Phalodi is connected to Jodhpur (135 km south), Bikaner (156 km north), Nagaur (145 km in east) and Jaisalmer (165 km in west). National Highway 15 skirts around Phalodi. Bus services have run continuously from Jodhpur and Bikaner, both three hours away. There are a number of cabs or taxis that ferry passengers from these places.

On last Dec 2013, Phalodi/Jaisalmer was directly connected with Mumbai with weekly train, train running from Bandra Terminus (Mumbai) on every Friday on 2:35pm afternoon and it reached Phalodi on 9:35am morning.

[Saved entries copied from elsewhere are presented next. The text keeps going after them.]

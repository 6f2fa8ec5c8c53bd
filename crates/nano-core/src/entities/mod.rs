//! Platform entities carried in gateway dispatches and REST responses

mod audio;
mod channel;
mod forum;
mod guild;
mod member;
mod message;
mod reaction;
mod timestamp;
mod user;

pub use audio::{AudioAction, AudioLiveChannelUsersChange};
pub use channel::{Channel, ChannelType};
pub use forum::{ForumAuditResult, Post, PostInfo, Reply, ReplyInfo, Thread, ThreadInfo};
pub use guild::Guild;
pub use member::{roles, Member};
pub use message::{
    Message, MessageAttachment, MessageAudited, MessageDelete, MessageEmbed, MessageReference,
};
pub use reaction::{Emoji, MessageReaction, ReactionTarget};
pub use user::User;
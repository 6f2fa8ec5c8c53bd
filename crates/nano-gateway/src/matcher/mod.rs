//! Matcher engine
//!
//! Matchers are registered per logical event kind through an [`Engine`] and
//! evaluated in ascending priority order by [`evaluate`].

mod engine;
mod evaluate;
mod future;
#[allow(clippy::module_inception)]
mod matcher;
mod registry;
mod rule;
mod single_flight;

pub use engine::{Engine, EngineHooks, MatcherBuilder};
pub use evaluate::{evaluate, StageOutcome};
pub use future::{FutureEvent, Pending, Repeat};
pub use matcher::{Matcher, MatcherHandle, MatcherId};
pub use registry::MatcherRegistry;
pub use rule::{Handler, PostHandler, Rule};
pub use single_flight::{SingleFlight, SINGLE_KEY};
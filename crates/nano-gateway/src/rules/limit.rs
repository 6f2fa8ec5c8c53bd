//! Keyed rate limits
//!
//! Each key gets its own bucket of `burst` cells refilled evenly over
//! `period`. Backed by `governor`'s keyed limiter.

use std::hash::Hash;
use std::num::NonZeroU32;
use std::sync::Arc;
use std::time::Duration;

use governor::{DefaultKeyedRateLimiter, Quota, RateLimiter};

use crate::context::Ctx;
use crate::matcher::Rule;

/// Rate limiters keyed by a value derived from the context
pub struct LimiterManager<K>
where
    K: Hash + Eq + Clone + Send + Sync + 'static,
{
    limiter: Arc<DefaultKeyedRateLimiter<K>>,
}

impl<K> LimiterManager<K>
where
    K: Hash + Eq + Clone + Send + Sync + 'static,
{
    /// Allow `burst` events per key every `period`
    pub fn new(period: Duration, burst: NonZeroU32) -> Self {
        let per_cell = period / burst.get();
        let quota = Quota::with_period(per_cell)
            .unwrap_or_else(|| Quota::per_second(burst))
            .allow_burst(burst);
        Self {
            limiter: Arc::new(RateLimiter::keyed(quota)),
        }
    }

    /// Take one cell from `key`'s bucket
    pub fn check(&self, key: &K) -> bool {
        self.limiter.check_key(key).is_ok()
    }

    /// Drop buckets that are full again
    pub fn shrink(&self) {
        self.limiter.retain_recent();
    }

    /// Rule that fails once the bucket of `key_fn(ctx)` is empty
    pub fn rule<F>(&self, key_fn: F) -> Rule
    where
        F: Fn(&Ctx) -> K + Send + Sync + 'static,
    {
        self.rule_or_else(key_fn, |_| {})
    }

    /// Like [`LimiterManager::rule`], calling `on_limited` when it fails
    pub fn rule_or_else<F, R>(&self, key_fn: F, on_limited: R) -> Rule
    where
        F: Fn(&Ctx) -> K + Send + Sync + 'static,
        R: Fn(&Ctx) + Send + Sync + 'static,
    {
        let limiter = Arc::clone(&self.limiter);
        Rule::new(move |ctx| {
            if limiter.check_key(&key_fn(ctx)).is_ok() {
                return true;
            }
            tracing::debug!(event = ctx.name(), "Rate limited");
            on_limited(ctx);
            false
        })
    }
}

impl<K> Clone for LimiterManager<K>
where
    K: Hash + Eq + Clone + Send + Sync + 'static,
{
    fn clone(&self) -> Self {
        Self {
            limiter: Arc::clone(&self.limiter),
        }
    }
}

impl<K> std::fmt::Debug for LimiterManager<K>
where
    K: Hash + Eq + Clone + Send + Sync + 'static,
{
    fn fmt(&self, f: &mut std::fmt::Formatter<'_>) -> std::fmt::Result {
        f.debug_struct("LimiterManager").field("keys", &self.limiter.len()).finish()
    }
}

Phalodi's airport is 25 km from the city and is under Air Force and inaccessible to the general public. The nearest civilian airport being Jodhpur which is 130 km and Jaipur which is 300 km away from the city.

The city is very well connected via highways to other cities like Jodhpur, Jaisalmer, Ramdevra, and others.

==Demographics==
As of the 2011 census of India, Phalodi had a population of 49,766, of which 26,003 and 23,763 are males and females respectively. Phalodi has an average literacy rate of 61.81%, lower than the national average of 74.04%: male literacy is 69.63%, and female literacy is 53.25%. In Phalodi, 15.5% of the population is under 6 years of age.

== Betting Market (Satta Bazaar) ==
Phalodi is the nerve center of betting, especially election related betting in Rajasthan. The bookies in Phalodi are renowned for being accurate more often than not.